What to produce: Only the lines from the start of the data through the one containing "use crate::log;" belong in your answer; return them exactly.

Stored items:
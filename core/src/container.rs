//! The container-command boundary: everything the sandbox dispatcher needs
//! from a running container, expressed as a trait so it can be faked in
//! tests without a real container runtime.

use std::path::Path;
use std::time::{Duration, SystemTime};

use async_trait::async_trait;
use tokio::process::{Child, Command};
use tokio::time::timeout;

use crate::error::DispatchError;
use crate::log;

const LOG: &str = "container";

/// A single process observed inside the container, scoped to one UID.
#[derive(Debug, Clone)]
pub struct ProcessSnapshot {
    pub pid: u32,
    pub command: String,
    pub cpu_percent: f64,
    pub memory_mb: u64,
    /// Wall-clock start time, derived from the probe's elapsed-seconds
    /// reading (`etimes`) subtracted from the moment of the probe.
    pub start_time: SystemTime,
}

/// The command-runner facility a sandbox dispatcher is built on. The default
/// implementation (`DockerContainer`) shells out to the `docker` CLI; an
/// embedder may supply another implementation (e.g. a fake, for tests, or a
/// `podman`-backed one) at construction.
#[async_trait]
pub trait ContainerRuntime: Send + Sync {
    /// Runs a command inside the container as an optional UID and working
    /// directory, returning combined stdout+stderr and the exit code.
    async fn exec(
        &self,
        as_uid: Option<u32>,
        working_dir: Option<&str>,
        command: &str,
        timeout_secs: u64,
    ) -> (String, i32);

    /// True iff the container is running.
    async fn health(&self) -> bool;

    /// Idempotent: creates the account for `uid`/`username` if it doesn't
    /// exist yet, then (re)chowns its home directory.
    async fn ensure_user(&self, uid: u32, username: &str, home_base: &Path) -> Result<(), DispatchError>;

    /// Spawns the interactive login shell as `uid` in `home_dir`, with the
    /// given terminal size, attached via `script` so it emits ANSI.
    /// `max_file_size_mb`, when set, is applied as a `ulimit -f` on the shell
    /// before it execs.
    fn spawn_interactive(
        &self,
        uid: u32,
        home_dir: &str,
        cols: u16,
        rows: u16,
        max_file_size_mb: Option<u64>,
    ) -> Result<Child, DispatchError>;

    async fn list_processes(&self, uid: u32) -> Result<Vec<ProcessSnapshot>, DispatchError>;
    async fn kill_process(&self, pid: u32) -> Result<(), DispatchError>;
    async fn kill_all(&self, uid: u32) -> Result<(), DispatchError>;
    async fn disk_usage_mb(&self, home_dir: &str) -> Result<u64, DispatchError>;
}

/// Shells out to the `docker` CLI (or a `docker`-compatible one, e.g. `podman`,
/// if `cli` is overridden).
pub struct DockerContainer {
    container_name: String,
    cli: String,
}

impl DockerContainer {
    pub fn new(container_name: impl Into<String>) -> Self {
        Self {
            container_name: container_name.into(),
            cli: "docker".to_string(),
        }
    }

    pub fn with_cli(container_name: impl Into<String>, cli: impl Into<String>) -> Self {
        Self {
            container_name: container_name.into(),
            cli: cli.into(),
        }
    }

    fn base_exec_args(&self, as_uid: Option<u32>, working_dir: Option<&str>) -> Vec<String> {
        let mut args = vec!["exec".to_string()];
        if let Some(uid) = as_uid {
            args.push("-u".to_string());
            args.push(uid.to_string());
        }
        if let Some(wd) = working_dir {
            args.push("-w".to_string());
            args.push(wd.to_string());
        }
        args.push(self.container_name.clone());
        args
    }

    async fn run(&self, args: &[String], timeout_secs: u64) -> Result<(String, i32), DispatchError> {
        let mut cmd = Command::new(&self.cli);
        cmd.args(args);
        let child = cmd.output();
        match timeout(Duration::from_secs(timeout_secs), child).await {
            Ok(Ok(output)) => {
                let mut combined = String::from_utf8_lossy(&output.stdout).into_owned();
                combined.push_str(&String::from_utf8_lossy(&output.stderr));
                Ok((combined.trim().to_string(), output.status.code().unwrap_or(-1)))
            }
            Ok(Err(e)) => Err(DispatchError::LaunchFailed(e.to_string())),
            Err(_) => Err(DispatchError::Timeout(timeout_secs)),
        }
    }
}

#[async_trait]
impl ContainerRuntime for DockerContainer {
    async fn exec(
        &self,
        as_uid: Option<u32>,
        working_dir: Option<&str>,
        command: &str,
        timeout_secs: u64,
    ) -> (String, i32) {
        let mut args = self.base_exec_args(as_uid, working_dir);
        args.push("bash".to_string());
        args.push("-c".to_string());
        args.push(command.to_string());
        match self.run(&args, timeout_secs).await {
            Ok(result) => result,
            Err(e) => e.as_exit(),
        }
    }

    async fn health(&self) -> bool {
        let args = vec![
            "inspect".to_string(),
            "-f".to_string(),
            "{{.State.Running}}".to_string(),
            self.container_name.clone(),
        ];
        matches!(self.run(&args, 5).await, Ok((out, 0)) if out.contains("true"))
    }

    async fn ensure_user(&self, uid: u32, username: &str, home_base: &Path) -> Result<(), DispatchError> {
        let home = home_base.join(username);
        let home_str = home.to_string_lossy().to_string();

        let check = vec![
            "exec".to_string(),
            self.container_name.clone(),
            "id".to_string(),
            "-u".to_string(),
            uid.to_string(),
        ];
        let exists = matches!(self.run(&check, 5).await, Ok((_, 0)));

        if !exists {
            let create = vec![
                "exec".to_string(),
                self.container_name.clone(),
                "useradd".to_string(),
                "-u".to_string(),
                uid.to_string(),
                "-m".to_string(),
                "-s".to_string(),
                "/bin/bash".to_string(),
                username.to_string(),
            ];
            if let Err(e) = self.run(&create, 10).await {
                eprintln!("{} ensure_user: useradd failed for uid={uid}: {e}", log::prefix(LOG));
            }
        }

        let chown = vec![
            "exec".to_string(),
            self.container_name.clone(),
            "chown".to_string(),
            "-R".to_string(),
            format!("{uid}:{uid}"),
            home_str,
        ];
        self.run(&chown, 10).await.map(|_| ())
    }

    fn spawn_interactive(
        &self,
        uid: u32,
        home_dir: &str,
        cols: u16,
        rows: u16,
        max_file_size_mb: Option<u64>,
    ) -> Result<Child, DispatchError> {
        let mut cmd = Command::new(&self.cli);
        cmd.args(["exec", "-i", "-u"]).arg(uid.to_string()).args(["-w", home_dir]).arg(&self.container_name);
        match max_file_size_mb {
            Some(mb) => {
                // ulimit -f is in 512-byte blocks.
                let blocks = mb.saturating_mul(2048);
                cmd.args(["bash", "-c"]).arg(format!(
                    "ulimit -f {blocks}; exec env TERM=xterm COLUMNS={cols} LINES={rows} script -qfc bash /dev/null"
                ));
            }
            None => {
                cmd.args(["env", "TERM=xterm"])
                    .arg(format!("COLUMNS={cols}"))
                    .arg(format!("LINES={rows}"))
                    .args(["script", "-qfc", "bash", "/dev/null"]);
            }
        }
        cmd.stdin(std::process::Stdio::piped())
            .stdout(std::process::Stdio::piped())
            .stderr(std::process::Stdio::piped());
        cmd.spawn().map_err(|e| DispatchError::LaunchFailed(e.to_string()))
    }

    async fn list_processes(&self, uid: u32) -> Result<Vec<ProcessSnapshot>, DispatchError> {
        let args = vec![
            "exec".to_string(),
            self.container_name.clone(),
            "ps".to_string(),
            "-u".to_string(),
            uid.to_string(),
            "-o".to_string(),
            "pid,pcpu,rss,etimes,comm".to_string(),
            "--no-headers".to_string(),
        ];
        let (out, code) = self.run(&args, 5).await?;
        if code != 0 {
            return Ok(Vec::new());
        }
        let probed_at = SystemTime::now();
        let mut snapshots = Vec::new();
        for line in out.lines() {
            let fields: Vec<&str> = line.split_whitespace().collect();
            if fields.len() < 5 {
                continue;
            }
            let pid = fields[0].parse().unwrap_or(0);
            let cpu_percent = fields[1].parse().unwrap_or(0.0);
            let rss_kb: u64 = fields[2].parse().unwrap_or(0);
            let etimes_secs: u64 = fields[3].parse().unwrap_or(0);
            let command = fields[4..].join(" ");
            let start_time = probed_at
                .checked_sub(Duration::from_secs(etimes_secs))
                .unwrap_or(probed_at);
            snapshots.push(ProcessSnapshot {
                pid,
                command,
                cpu_percent,
                memory_mb: rss_kb / 1024,
                start_time,
            });
        }
        Ok(snapshots)
    }

    async fn kill_process(&self, pid: u32) -> Result<(), DispatchError> {
        let args = vec![
            "exec".to_string(),
            self.container_name.clone(),
            "kill".to_string(),
            pid.to_string(),
        ];
        self.run(&args, 5).await.map(|_| ())
    }

    async fn kill_all(&self, uid: u32) -> Result<(), DispatchError> {
        let args = vec![
            "exec".to_string(),
            self.container_name.clone(),
            "pkill".to_string(),
            "-u".to_string(),
            uid.to_string(),
        ];
        self.run(&args, 5).await.map(|_| ())
    }

    async fn disk_usage_mb(&self, home_dir: &str) -> Result<u64, DispatchError> {
        let args = vec![
            "exec".to_string(),
            self.container_name.clone(),
            "du".to_string(),
            "-sm".to_string(),
            home_dir.to_string(),
        ];
        let (out, code) = self.run(&args, 10).await?;
        if code != 0 {
            return Ok(0);
        }
        Ok(out.split_whitespace().next().and_then(|s| s.parse().ok()).unwrap_or(0))
    }
}

#[cfg(test)]
pub mod fake {
    use super::*;
    use std::sync::atomic::{AtomicBool, Ordering};
    use std::sync::Mutex;

    /// Spawns local `sh` processes instead of shelling to a container binary.
    /// Honors `health`/`ensure_user` as in-memory flags so sandbox dispatcher
    /// and session manager tests can exercise real process lifecycles without
    /// a container daemon.
    pub struct FakeContainerRuntime {
        healthy: AtomicBool,
        pub ensured_users: Mutex<Vec<(u32, String)>>,
    }

    impl Default for FakeContainerRuntime {
        fn default() -> Self {
            Self::new()
        }
    }

    impl FakeContainerRuntime {
        pub fn new() -> Self {
            Self {
                healthy: AtomicBool::new(true),
                ensured_users: Mutex::new(Vec::new()),
            }
        }

        pub fn set_healthy(&self, healthy: bool) {
            self.healthy.store(healthy, Ordering::SeqCst);
        }
    }

    #[async_trait]
    impl ContainerRuntime for FakeContainerRuntime {
        async fn exec(
            &self,
            _as_uid: Option<u32>,
            working_dir: Option<&str>,
            command: &str,
            timeout_secs: u64,
        ) -> (String, i32) {
            let mut cmd = Command::new("sh");
            cmd.arg("-c").arg(command);
            if let Some(wd) = working_dir {
                cmd.current_dir(wd);
            }
            match timeout(Duration::from_secs(timeout_secs), cmd.output()).await {
                Ok(Ok(out)) => (
                    String::from_utf8_lossy(&out.stdout).trim().to_string(),
                    out.status.code().unwrap_or(-1),
                ),
                Ok(Err(e)) => (e.to_string(), -1),
                Err(_) => (format!("timeout after {timeout_secs}s"), -1),
            }
        }

        async fn health(&self) -> bool {
            self.healthy.load(Ordering::SeqCst)
        }

        async fn ensure_user(&self, uid: u32, username: &str, _home_base: &Path) -> Result<(), DispatchError> {
            self.ensured_users.lock().unwrap().push((uid, username.to_string()));
            Ok(())
        }

        fn spawn_interactive(
            &self,
            _uid: u32,
            _home_dir: &str,
            _cols: u16,
            _rows: u16,
            _max_file_size_mb: Option<u64>,
        ) -> Result<Child, DispatchError> {
            Command::new("sh")
                .args(["-c", "cat"])
                .stdin(std::process::Stdio::piped())
                .stdout(std::process::Stdio::piped())
                .stderr(std::process::Stdio::piped())
                .spawn()
                .map_err(|e| DispatchError::LaunchFailed(e.to_string()))
        }

        async fn list_processes(&self, _uid: u32) -> Result<Vec<ProcessSnapshot>, DispatchError> {
            Ok(Vec::new())
        }

        async fn kill_process(&self, _pid: u32) -> Result<(), DispatchError> {
            Ok(())
        }

        async fn kill_all(&self, _uid: u32) -> Result<(), DispatchError> {
            Ok(())
        }

        async fn disk_usage_mb(&self, _home_dir: &str) -> Result<u64, DispatchError> {
            Ok(0)
        }
    }
}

Task response:
filename core/src/container.rs
//! The container-command boundary: everything the sandbox dispatcher needs
//! from a running container, expressed as a trait so it can be faked in
//! tests without a real container runtime.

use std::path::Path;
use std::time::{Duration, SystemTime};

use async_trait::async_trait;
use tokio::process::{Child, Command};
use tokio::time::timeout;

use crate::error::DispatchError;
use crate::log;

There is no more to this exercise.